Common reasons charity care applications are denied:

  • Incomplete documentation (missing pay stubs or tax return)
  • Income slightly above the hospital's threshold
  • Application submitted after the deadline (most hospitals have a 240-day window from first billing)
  • Patient is enrolled in Medicaid or Medicare (charity care is for the uninsured gap)
  • Duplicate application without updated income documentation

Could You Qualify for Medicaid or a Marketplace Plan?

A large emergency bill is often a signal that your situation qualifies for a coverage program you did not know about. Medicaid covers adults with low-to-moderate incomes in all 50 states (though income thresholds vary), and an emergency hospitalization often qualifies as a life change that opens a Special Enrollment Period on the ACA marketplace.

If you recently received a large medical bill, it is worth running a quick eligibility check. A two-minute screener can tell you whether Medicaid, subsidized marketplace coverage, or another program applies to your situation: coverage that would prevent the next bill from being a problem.

Frequently Asked Questions

Can a hospital refuse to treat me in the emergency room if I have no insurance?

No. Under EMTALA, any hospital with an emergency department that participates in Medicare must screen and stabilize you regardless of insurance status. Nearly all hospitals participate in Medicare, so this protection applies almost everywhere in the United States as of 2026.

Can a hospital ask about insurance or payment before treating me in an ER?

No. EMTALA explicitly prohibits delaying a medical screening exam to inquire about insurance or payment methods. The screening must happen first. After you are stable, the hospital can and will ask about payment, but not before.

What happens if I cannot pay my emergency room bill?

You have options. First, ask for the hospital's Financial Assistance Policy (charity care). Every nonprofit hospital is legally required to have one. If you are below 200% of the Federal Poverty Level, you may qualify for free or deeply discounted care. Second, review the bill for errors using a tool like the CoveredUSA Bill Analyzer. Third, request a payment plan. Hospitals are generally required to offer reasonable payment arrangements to qualifying patients.

Does EMTALA cover childbirth?

Yes. EMTALA specifically includes labor and delivery.
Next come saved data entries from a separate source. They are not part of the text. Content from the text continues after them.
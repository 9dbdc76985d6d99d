//! Multi-class programs.
//!
//! A Jack program is a set of classes whose VM code is later merged into one
//! instruction stream. [`Program`] compiles each class with the same label
//! source, so label names never collide across classes.

use bumpalo::Bump;

use jackc_compiler::{CodeGenerator, CompileOptions, LabelSource, SequentialLabels, VmCode};
use jackc_core::{CompilationError, JackError};
use jackc_tree::{Node, load_json};

/// The compiled code of one class.
#[derive(Debug, Clone, PartialEq, Eq)]
pub struct VmUnit {
    pub class_name: String,
    pub code: VmCode,
}

/// Outcome of [`Program::compile_all`].
#[derive(Debug, Default)]
pub struct ProgramReport {
    /// Units compiled successfully, in input order.
    pub units: Vec<VmUnit>,
    /// Input index and error of every class that failed.
    pub failures: Vec<(usize, CompilationError)>,
}

impl ProgramReport {
    pub fn is_success(&self) -> bool {
        self.failures.is_empty()
    }
}

/// Compiles the classes of one program with a shared label source.
#[derive(Debug)]
pub struct Program<L: LabelSource = SequentialLabels> {
    labels: L,
    options: CompileOptions,
    units: Vec<VmUnit>,
}

impl Program {
    pub fn new() -> Self {
        Self::with_labels(SequentialLabels::new())
    }
}

impl Default for Program {
    fn default() -> Self {
        Self::new()
    }
}

impl<L: LabelSource> Program<L> {
    /// A program drawing label ids from `labels`.
    pub fn with_labels(labels: L) -> Self {
        Self {
            labels,
            options: CompileOptions::default(),
            units: Vec::new(),
        }
    }

    pub fn with_options(mut self, options: CompileOptions) -> Self {
        self.options = options;
        self
    }

    /// Compile one class tree and record its unit.
    #[cfg_attr(feature = "profiling", profiling::function)]
    pub fn compile_class(&mut self, root: &Node<'_>) -> Result<&VmUnit, CompilationError> {
        let compiled = CodeGenerator::with_options(root, &mut self.labels, self.options).compile()?;
        log::debug!(
            "compiled class {} ({} instructions)",
            compiled.class_name,
            compiled.code.len()
        );

        self.units.push(VmUnit {
            class_name: compiled.class_name,
            code: compiled.code,
        });
        Ok(&self.units[self.units.len() - 1])
    }

    /// Load a class from the analyzer's JSON dump and compile it.
    pub fn compile_json(&mut self, text: &str) -> Result<&VmUnit, JackError> {
        let arena = Bump::new();
        let root = load_json(text, &arena)?;
        Ok(self.compile_class(root)?)
    }

    /// Compile every tree, continuing past failures.
    pub fn compile_all<'a, 'ast: 'a>(
        &mut self,
        roots: impl IntoIterator<Item = &'a Node<'ast>>,
    ) -> ProgramReport {
        let mut report = ProgramReport::default();
        for (index, root) in roots.into_iter().enumerate() {
            match self.compile_class(root) {
                Ok(unit) => report.units.push(unit.clone()),
                Err(err) => {
                    log::warn!("class #{index} failed to compile: {err}");
                    report.failures.push((index, err));
                }
            }
        }
        report
    }

    /// Units compiled so far, in compile order.
    pub fn units(&self) -> &[VmUnit] {
        &self.units
    }

    pub fn into_units(self) -> Vec<VmUnit> {
        self.units
    }

    pub fn labels(&self) -> &L {
        &self.labels
    }

    /// The code of every unit concatenated in compile order.
    pub fn merged_text(&self) -> String {
        self.units.iter().map(|unit| unit.code.to_string()).collect()
    }
}
//! Item state machine.

use serde::{Deserialize, Serialize};

/// Lifecycle state of one queued request.
///
/// State transitions:
/// - Pending -> Executing -> Succeeded
/// - Pending -> Executing -> Failed (non-retryable, or retries exhausted)
/// - Executing -> Sleeping -> Executing (one loop per retry, bounded by max_attempts)
/// - Pending -> Cancelled (only via `clear()`)
#[derive(Debug, Clone, Copy, PartialEq, Eq, Hash, Serialize, Deserialize)]
#[serde(rename_all = "snake_case")]
pub enum ItemState {
    /// Admitted, waiting for a concurrency slot.
    Pending,

    /// Holding a slot, executor call in flight.
    Executing,

    /// Holding a slot, waiting out a backoff delay.
    Sleeping,

    Succeeded,

    Failed,

    Cancelled,
}

impl ItemState {
    /// Is this a terminal state (result delivered)?
    pub fn is_terminal(self) -> bool {
        matches!(
            self,
            ItemState::Succeeded | ItemState::Failed | ItemState::Cancelled
        )
    }

    /// Does an item in this state occupy a concurrency slot?
    pub fn holds_slot(self) -> bool {
        matches!(self, ItemState::Executing | ItemState::Sleeping)
    }

    /// Whether `self -> next` is a legal transition.
    pub fn can_transition_to(self, next: ItemState) -> bool {
        use ItemState::*;
        matches!(
            (self, next),
            (Pending, Executing)
                | (Pending, Cancelled)
                | (Executing, Succeeded)
                | (Executing, Failed)
                | (Executing, Sleeping)
                | (Sleeping, Executing)
        )
    }
}
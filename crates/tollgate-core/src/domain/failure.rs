//! Failure shape reported by executors, and its classification.
//!
//! Executors never decide retry themselves; they only describe what went
//! wrong. The governor maps that shape onto an [`ErrorKind`] and the kind
//! alone decides whether another attempt is allowed.

use std::fmt;

use serde::{Deserialize, Serialize};

/// What an executor observed when a request did not succeed.
#[derive(Debug, Clone, Copy, PartialEq, Eq, Hash, Serialize, Deserialize)]
#[serde(tag = "cause", content = "status", rename_all = "snake_case")]
pub enum FailureCause {
    /// A response arrived with this (non-success) status code.
    Status(u16),

    /// No response was received (connection refused, reset, DNS, ...).
    NoResponse,

    /// The executor's own deadline elapsed before a response arrived.
    TimedOut,

    /// The caller aborted the request. Never retried.
    Aborted,

    /// Anything the executor could not describe more precisely.
    Other,
}

/// A failed attempt as reported by an executor.
#[derive(Debug, Clone, PartialEq, Eq, Serialize, Deserialize)]
pub struct Failure {
    pub cause: FailureCause,
    pub message: String,
}

impl Failure {
    pub fn new(cause: FailureCause, message: impl Into<String>) -> Self {
        Self {
            cause,
            message: message.into(),
        }
    }

    pub fn status(status: u16, message: impl Into<String>) -> Self {
        Self::new(FailureCause::Status(status), message)
    }

    pub fn no_response(message: impl Into<String>) -> Self {
        Self::new(FailureCause::NoResponse, message)
    }

    pub fn timed_out(message: impl Into<String>) -> Self {
        Self::new(FailureCause::TimedOut, message)
    }

    pub fn aborted(message: impl Into<String>) -> Self {
        Self::new(FailureCause::Aborted, message)
    }

    pub fn other(message: impl Into<String>) -> Self {
        Self::new(FailureCause::Other, message)
    }

    /// HTTP status code, if a response was received.
    pub fn status_code(&self) -> Option<u16> {
        match self.cause {
            FailureCause::Status(code) => Some(code),
            _ => None,
        }
    }

    pub fn kind(&self) -> ErrorKind {
        classify(self)
    }
}

impl fmt::Display for Failure {
    fn fmt(&self, f: &mut fmt::Formatter<'_>) -> fmt::Result {
        match self.cause {
            FailureCause::Status(code) => write!(f, "status {code}: {}", self.message),
            FailureCause::NoResponse => write!(f, "no response: {}", self.message),
            FailureCause::TimedOut => write!(f, "timed out: {}", self.message),
            FailureCause::Aborted => write!(f, "aborted: {}", self.message),
            FailureCause::Other => f.write_str(&self.message),
        }
    }
}

/// Operational classification of a failure.
#[derive(Debug, Clone, Copy, PartialEq, Eq, Hash, Serialize, Deserialize)]
#[serde(rename_all = "snake_case")]
pub enum ErrorKind {
    /// 401 / 403. Retrying cannot change an auth decision.
    Auth,
    /// Other 4xx. The request itself is wrong.
    Client,
    /// 5xx. Retryable.
    Server,
    /// No response or executor timeout. Retryable.
    Network,
    /// Unknown shape, including caller aborts. Not retryable.
    Unknown,
    /// Synthesized by `clear()`.
    Cancelled,
}

impl ErrorKind {
    pub fn is_retryable(self) -> bool {
        matches!(self, ErrorKind::Server | ErrorKind::Network)
    }
}

impl fmt::Display for ErrorKind {
    fn fmt(&self, f: &mut fmt::Formatter<'_>) -> fmt::Result {
        let s = match self {
            ErrorKind::Auth => "auth",
            ErrorKind::Client => "client",
            ErrorKind::Server => "server",
            ErrorKind::Network => "network",
            ErrorKind::Unknown => "unknown",
            ErrorKind::Cancelled => "cancelled",
        };
        f.write_str(s)
    }
}

/// Map a failure shape onto its kind.
///
/// Pure function of the shape: the attempt number never matters.
pub fn classify(failure: &Failure) -> ErrorKind {
    match failure.cause {
        FailureCause::Status(401 | 403) => ErrorKind::Auth,
        FailureCause::Status(400..=499) => ErrorKind::Client,
        FailureCause::Status(500..) => ErrorKind::Server,
        FailureCause::Status(_) => ErrorKind::Unknown,
        FailureCause::NoResponse | FailureCause::TimedOut => ErrorKind::Network,
        FailureCause::Aborted | FailureCause::Other => ErrorKind::Unknown,
    }
}
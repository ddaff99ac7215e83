//! Configuration for governors and the HTTP client wrapper.
//!
//! All fields have defaults so a minimal (or empty) TOML file is valid.
//! Syntax is checked by serde, semantics by `validate()`.

use std::path::Path;
use std::time::Duration;

use serde::{Deserialize, Serialize};
use tokio::sync::Semaphore;

use crate::error::ConfigError;

/// Fixed-at-construction settings of one `RequestGovernor`.
#[derive(Debug, Clone, PartialEq, Eq, Serialize, Deserialize)]
#[serde(default, deny_unknown_fields)]
pub struct GovernorConfig {
    /// Maximum number of items holding a slot at once.
    pub max_concurrency: usize,

    /// Total attempts per item, first attempt included.
    pub max_attempts: u32,

    /// Backoff after the first failed attempt; doubles per attempt.
    pub base_delay_ms: u64,
}

impl Default for GovernorConfig {
    fn default() -> Self {
        Self {
            max_concurrency: 5,
            max_attempts: 3,
            base_delay_ms: 1000,
        }
    }
}

impl GovernorConfig {
    pub fn base_delay(&self) -> Duration {
        Duration::from_millis(self.base_delay_ms)
    }

    pub fn with_max_concurrency(mut self, n: usize) -> Self {
        self.max_concurrency = n;
        self
    }

    pub fn with_max_attempts(mut self, n: u32) -> Self {
        self.max_attempts = n;
        self
    }

    pub fn with_base_delay(mut self, delay: Duration) -> Self {
        self.base_delay_ms = delay.as_millis().min(u64::MAX as u128) as u64;
        self
    }

    pub fn validate(&self) -> Result<(), ConfigError> {
        if self.max_concurrency == 0 {
            return Err(ConfigError::Invalid(
                "max_concurrency must be greater than 0".to_string(),
            ));
        }
        if self.max_concurrency > Semaphore::MAX_PERMITS {
            return Err(ConfigError::Invalid(format!(
                "max_concurrency must be at most {}",
                Semaphore::MAX_PERMITS
            )));
        }
        if self.max_attempts == 0 {
            return Err(ConfigError::Invalid(
                "max_attempts must be at least 1".to_string(),
            ));
        }
        if self.base_delay_ms == 0 {
            return Err(ConfigError::Invalid(
                "base_delay_ms must be greater than 0".to_string(),
            ));
        }
        Ok(())
    }
}

/// Settings of the HTTP client wrapper (`ApiClient` + `ReqwestExecutor`).
#[derive(Debug, Clone, PartialEq, Eq, Serialize, Deserialize)]
#[serde(default, deny_unknown_fields)]
pub struct ClientConfig {
    /// Relative request paths are joined onto this. Empty means absolute URLs only.
    pub base_url: String,

    /// Per-request deadline enforced by the executor.
    pub timeout_ms: u64,

    pub user_agent: String,

    pub governor: GovernorConfig,
}

impl Default for ClientConfig {
    fn default() -> Self {
        Self {
            base_url: String::new(),
            timeout_ms: 30_000,
            user_agent: concat!("tollgate/", env!("CARGO_PKG_VERSION")).to_string(),
            governor: GovernorConfig::default(),
        }
    }
}

impl ClientConfig {
    pub fn timeout(&self) -> Duration {
        Duration::from_millis(self.timeout_ms)
    }

    pub fn from_toml_str(s: &str) -> Result<Self, ConfigError> {
        let config: ClientConfig = toml::from_str(s)?;
        config.validate()?;
        Ok(config)
    }

    pub fn load(path: impl AsRef<Path>) -> Result<Self, ConfigError> {
        let path = path.as_ref();
        let raw = std::fs::read_to_string(path).map_err(|source| ConfigError::Read {
            path: path.to_path_buf(),
            source,
        })?;
        Self::from_toml_str(&raw)
    }

    pub fn validate(&self) -> Result<(), ConfigError> {
        if self.timeout_ms == 0 {
            return Err(ConfigError::Invalid(
                "timeout_ms must be greater than 0".to_string(),
            ));
        }
        if !self.base_url.is_empty() {
            url::Url::parse(&self.base_url).map_err(|e| {
                ConfigError::Invalid(format!("base_url {:?} is not a valid URL: {e}", self.base_url))
            })?;
        }
        self.governor.validate()
    }
}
A hospital cannot transfer a woman in active labor unless the benefits of the transfer clearly outweigh the risks and the receiving hospital agrees to accept the transfer.

How do I file a complaint if a hospital violated my EMTALA rights?

File with CMS through its online complaint portal at cms.gov or contact your state's Survey Agency. You can file anonymously. Violations can result in civil penalties up to $133,420 per incident and potential loss of Medicare certification.

Are for-profit hospitals also covered by EMTALA?

Yes, if they participate in Medicare. EMTALA applies to any hospital with a Medicare provider agreement that operates an emergency department, whether nonprofit, for-profit, or government-run. The law is not limited to nonprofit hospitals.

What is the difference between EMTALA and charity care?

EMTALA covers the right to be screened and stabilized during an emergency. Charity care covers what happens to the bill afterward. EMTALA stops the hospital from turning you away. Charity care (required from nonprofit hospitals under IRS 501(r)) reduces or eliminates the bill once care is delivered. You may need to invoke both: EMTALA to get treated, and charity care to address the resulting bill.

Can a hospital send me to collections for an emergency bill I cannot pay?

Technically yes, but federal rules added restrictions. Under IRS 501(r), a nonprofit hospital cannot engage in "extraordinary collection actions" (lawsuits, liens, wage garnishment) until it has made a reasonable effort to determine whether you qualify for financial assistance. If a hospital takes collection action without offering you a chance to apply for charity care, it may be violating federal tax-exemption rules.